_Given data_
════════════════════

//! The packet-protection pipeline (spec.md §4.6): the four transforms —
//! SRTP protect/unprotect, SRTCP protect/unprotect — each with a legacy
//! CTR+HMAC variant and an AEAD (AES-GCM) variant.
//!
//! Grounded in original_source/srtp.c's `srtp_protect`/`srtp_unprotect`/
//! `srtp_protect_rtcp`/`srtp_unprotect_rtcp`, and in the teacher's
//! `context/srtp.rs`/`context/srtcp.rs` and
//! `cipher/cipher_aes_cm_hmac_sha1.rs`/`cipher/cipher_aead_aes_gcm.rs` for
//! the IV/AAD layouts. Unlike the teacher, which keys its `Context` by a
//! single `ProtectionProfile` shared across every SSRC, these functions
//! dispatch per-stream (spec.md's per-SSRC stream contexts + wildcard
//! template), and the mode (CTR+HMAC vs AEAD) is a property of the
//! stream's already-constructed cipher rather than re-checked per call
//! (spec.md §9 REDESIGN FLAGS: collapse the per-call GCM/CTR branch into a
//! single dispatch resolved at construction).

use std::rc::Rc;

use subtle::ConstantTimeEq;

use crate::crypto::{Cipher, Mac};
use crate::error::{Error, Result};
use crate::event::Event;
use crate::header::{self, RtpHeaderView, RTCP_HEADER_LEN};
use crate::session::Session;
use crate::stream::Direction;
use crate::usage_limit::LimitEvent;

/// AES-ICM/NULL IV for both RTP and RTCP (spec.md §4.6 step 8 and the
/// RTCP analogue): `[0:4]=0 ∥ [4:8]=SSRC ∥ [8:16]=be64(index<<16)`. RTP's
/// `index` is the 48-bit extended packet index; RTCP's is the 31-bit
/// SRTCP index — the same formula applies since `be64` of either shifted
/// value splits naturally into the two 32-bit halves spec.md writes out
/// for RTCP.
fn ctr_iv(ssrc: u32, index: u64) -> [u8; 16] {
    let mut iv = [0u8; 16];
    iv[4..8].copy_from_slice(&ssrc.to_be_bytes());
    iv[8..16].copy_from_slice(&(index << 16).to_be_bytes());
    iv
}
//! RFC 3711 §4.3 key derivation function.
//!
//! Grounded in the teacher's `aes_cm_key_derivation` (webrtc-srtp
//! `cipher/cipher_aes_cm_hmac_sha1/ctrcipher.rs` and
//! `cipher/cipher_aead_aes_gcm.rs`), generalized from a single label set to
//! the full 6-label contract and to AES-192/256 KDF key lengths (the
//! teacher only derives for a single fixed 128-bit profile at a time).
//!
//! `subkey = AES-ICM_K(IV)`, `IV` a 16-byte block whose 8th byte (index 7,
//! zero-based) is the label, all other bytes zero; the subkey is the first
//! `L` bytes of that keystream.

use aes_gcm::aead::generic_array::GenericArray;
use ctr::cipher::{KeyIvInit, StreamCipher};

use crate::error::{Error, Result};

type Aes128Ctr = ctr::Ctr128BE<aes::Aes128>;
type Aes192Ctr = ctr::Ctr128BE<aes::Aes192>;
type Aes256Ctr = ctr::Ctr128BE<aes::Aes256>;

/// Label values from spec.md §4.3.
#[derive(Copy, Clone, Debug, PartialEq, Eq)]
pub(crate) enum Label {
    RtpEncryption = 0,
    RtpAuthentication = 1,
    RtpSalt = 2,
    RtcpEncryption = 3,
    RtcpAuthentication = 4,
    RtcpSalt = 5,
}

/// Derives `out_len` bytes of subkey material for `label` from `kdf_key`,
/// the caller's master key zero-extended to an AES key length (see
/// `stream.rs`'s key installation step), and `kdf_salt`, the master salt
/// zero-padded to 14 bytes. `kdf_key` must be 16, 24 or 32 bytes (AES-ICM-128/
/// 192/256 respectively) — for AES-ICM/GCM streams the KDF key is exactly
/// the stream's own cipher key length, i.e. the teacher's "30 or 46 byte"
/// combined-key-and-salt KDF key collapses here to a plain AES key since we
/// derive with a zero-padded 14-byte salt context regardless of the stream
/// cipher's on-the-wire salt length.
pub(crate) fn derive(kdf_key: &[u8], kdf_salt: &[u8], label: Label, out_len: usize) -> Result<Vec<u8>> {
    let mut iv = [0u8; 16];
    let salt_len = kdf_salt.len().min(14);
    iv[..salt_len].copy_from_slice(&kdf_salt[..salt_len]);
    iv[7] ^= label as u8;

    let mut out = vec![0u8; out_len];
    match kdf_key.len() {
        16 => Aes128Ctr::new(GenericArray::from_slice(kdf_key), GenericArray::from_slice(&iv))
            .apply_keystream(&mut out),
        24 => Aes192Ctr::new(GenericArray::from_slice(kdf_key), GenericArray::from_slice(&iv))
            .apply_keystream(&mut out),
        32 => Aes256Ctr::new(GenericArray::from_slice(kdf_key), GenericArray::from_slice(&iv))
            .apply_keystream(&mut out),
        _ => return Err(Error::InitFail("KDF key must be 16, 24 or 32 bytes")),
    }
    Ok(out)
}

════════════════════

_Instructions to follow_
From the data above, reproduce word for word the lines running from the line with "Grounded in original_source/srtp.c's" to the line with "SSRC, these functions", ends included.

_Task response_
//! Grounded in original_source/srtp.c's `srtp_protect`/`srtp_unprotect`/
//! `srtp_protect_rtcp`/`srtp_unprotect_rtcp`, and in the teacher's
//! `context/srtp.rs`/`context/srtcp.rs` and
//! `cipher/cipher_aes_cm_hmac_sha1.rs`/`cipher/cipher_aead_aes_gcm.rs` for
//! the IV/AAD layouts. Unlike the teacher, which keys its `Context` by a
//! single `ProtectionProfile` shared across every SSRC, these functions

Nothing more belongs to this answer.